**WHAT YOU SHOULD DO:**
Say nothing but the number of lines below in which the string "self" appears.

**RECORDS PROVIDED:**

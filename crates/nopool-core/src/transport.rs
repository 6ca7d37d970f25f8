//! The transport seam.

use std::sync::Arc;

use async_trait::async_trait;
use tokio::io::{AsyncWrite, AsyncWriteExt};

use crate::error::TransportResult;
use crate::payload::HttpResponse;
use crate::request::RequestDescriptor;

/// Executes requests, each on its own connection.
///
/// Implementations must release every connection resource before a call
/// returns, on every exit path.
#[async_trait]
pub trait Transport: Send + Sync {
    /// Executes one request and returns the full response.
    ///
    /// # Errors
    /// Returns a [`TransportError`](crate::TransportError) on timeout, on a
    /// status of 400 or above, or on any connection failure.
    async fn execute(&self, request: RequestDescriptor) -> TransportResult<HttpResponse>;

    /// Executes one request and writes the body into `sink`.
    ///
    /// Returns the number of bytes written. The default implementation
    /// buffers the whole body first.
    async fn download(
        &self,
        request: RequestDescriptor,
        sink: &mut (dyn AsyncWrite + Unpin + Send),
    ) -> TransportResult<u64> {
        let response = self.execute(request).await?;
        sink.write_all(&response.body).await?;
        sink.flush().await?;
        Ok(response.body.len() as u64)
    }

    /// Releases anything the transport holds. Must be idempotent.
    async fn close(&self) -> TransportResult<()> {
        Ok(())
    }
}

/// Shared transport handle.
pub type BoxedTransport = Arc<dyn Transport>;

**SOLUTION:**
4